Tota Kaneko Passes Away – Poetry News February 23rd

In our final article of the week, we take a look at the life of the poet Tota Kaneko, who has sadly passed away at the age of 98.

Tota Kaneko, Haiku Poet Passes Away at the age of 98

We have learned that one of the leading figures in the world of the postwar haikus, Tota Kaneko passed away on 20th February. He died of acute respiratory distress syndrome. In September he would have turned 99 which is considered by the Japanese to be a very fortuitous age.

Kaneko was born on 23rd September 1919 in the Saitama Prefecture in Japan. He first came across haiku poetry when he was at Mito High School, it was here that he also penned his first poems, however, it wasn’t until much later that he wrote his first published haiku.

From high school, he went to Tokyo Imperial University where he studied under Shuson Kato, a poet who published Kanrai the haiku magazine. When he graduated from the university he went to work in the Bank of Japan (BOJ) however it was 1943 and the Pacific War was at its height. He was quickly sent to the South Pacific as a navy lieutenant. He remained there as a prisoner of war until 1946.

His experiences had a profound effect on him; he saw many of his compatriots die of starvation, he organised gatherings where he recited haikus to his fellow prisoners to keep spirits up. And when the end of the war came, and he was released Kaneko, together with other survivors, erected a simple stone marker for those who had not survived.


On the boat that was sent to bring him and the other prisoners home, he wrote a haiku on the deck. In it he lamented the dead that he was leaving behind. He made it a part of his life’s work to help create a world that is without war, in the name of those who he had left behind.

On his return, he went back to work at the bank and started contributing haiku to a number of magazines. Whilst he acknowledged the more traditional methods of composition for haikus, which included using words that reflected the season (kigo). He was one of the poets who made a more radical form of haiku popular and dropped the use of kigo completely.

Kaneko received a number of awards during his lifetime, in 1956 he was awarded the Modern Haiku Association Prize.
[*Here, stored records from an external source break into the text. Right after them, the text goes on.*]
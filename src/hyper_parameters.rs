use crate::cluster::CLUSTER_CHUNK;

// Defaults for parameters
const TARGET_CLUSTERS_DEFAULT: usize = 1;
const CHUNK_SIZE_DEFAULT: usize = CLUSTER_CHUNK;

// Valid minimums/left bounds of parameters
const CHUNK_SIZE_MINIMUM: usize = 1;

/// A wrapper around the parameters used in agglomerative clustering.
/// Only use if you want something other than a single final cluster. Otherwise use
/// `Agglomerator::default_params()` to instantiate the model with default parameters.
#[derive(Debug, Clone, PartialEq)]
pub struct MergeParams {
    pub(crate) target_clusters: usize,
    pub(crate) chunk_size: usize,
}

/// Builder object to set custom parameters.
pub struct MergeParamBuilder {
    target_clusters: Option<usize>,
    chunk_size: Option<usize>,
}

impl MergeParams {
    pub(crate) fn default() -> Self {
        Self::builder().build()
    }

    /// Enters the builder pattern, allowing custom parameters to be set using
    /// various setter methods.
    ///
    /// # Returns
    /// * the parameter configuration builder
    pub fn builder() -> MergeParamBuilder {
        MergeParamBuilder {
            target_clusters: None,
            chunk_size: None,
        }
    }

    pub fn target_clusters(&self) -> usize {
        self.target_clusters
    }

    pub fn chunk_size(&self) -> usize {
        self.chunk_size
    }
}

impl MergeParamBuilder {
    /// Sets the number of clusters merging stops at. If it is at least the number of input
    /// points no merging takes place. Zero is rejected when clustering starts.
    /// Defaults to 1.
    ///
    /// # Parameters
    /// * target_clusters - the final number of clusters
    ///
    /// # Returns
    /// * the parameter configuration builder
    pub fn target_clusters(mut self, target_clusters: usize) -> MergeParamBuilder {
        self.target_clusters = Some(target_clusters);
        self
    }

    /// Sets the number of member slots a cluster is created with and grows by whenever it
    /// fills up. Only affects memory behaviour, never the result. Defaults to 10.
    ///
    /// # Parameters
    /// * chunk_size - the growth increment
    ///
    /// # Returns
    /// * the parameter configuration builder
    pub fn chunk_size(mut self, chunk_size: usize) -> MergeParamBuilder {
        let valid_chunk_size =
            MergeParamBuilder::validate_input_left_bound(chunk_size, CHUNK_SIZE_MINIMUM, "chunk_size");
        self.chunk_size = Some(valid_chunk_size);
        self
    }

    /// Finishes the building of the parameter configuration.
    ///
    /// # Returns
    /// * The completed parameter configuration.
    pub fn build(self) -> MergeParams {
        MergeParams {
            target_clusters: self.target_clusters.unwrap_or(TARGET_CLUSTERS_DEFAULT),
            chunk_size: self.chunk_size.unwrap_or(CHUNK_SIZE_DEFAULT),
        }
    }

    fn validate_input_left_bound(input_param: usize, left_bound: usize, param: &str) -> usize {
        if input_param < left_bound {
            log::warn!(
                "{param} ({input_param}) cannot be lower than {left_bound}. Set to {left_bound}."
            );
            left_bound
        } else {
            input_param
        }
    }
}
In 20120 he received the Kikuchi Kan Prize for his contributions to Japanese Culture. 2015 saw him receiving the Asahi Prize for being one of the postwar period poets at the forefront of contemporary haiku. He continued with his work on various committees and publications until January 2018 when ill health forced him into “retirement”.

Tota Kaneko leaves behind a son Matsuchi. His wife died in 2006.

The funeral will be a private family affair and it is believed that a wake will be held at a later date.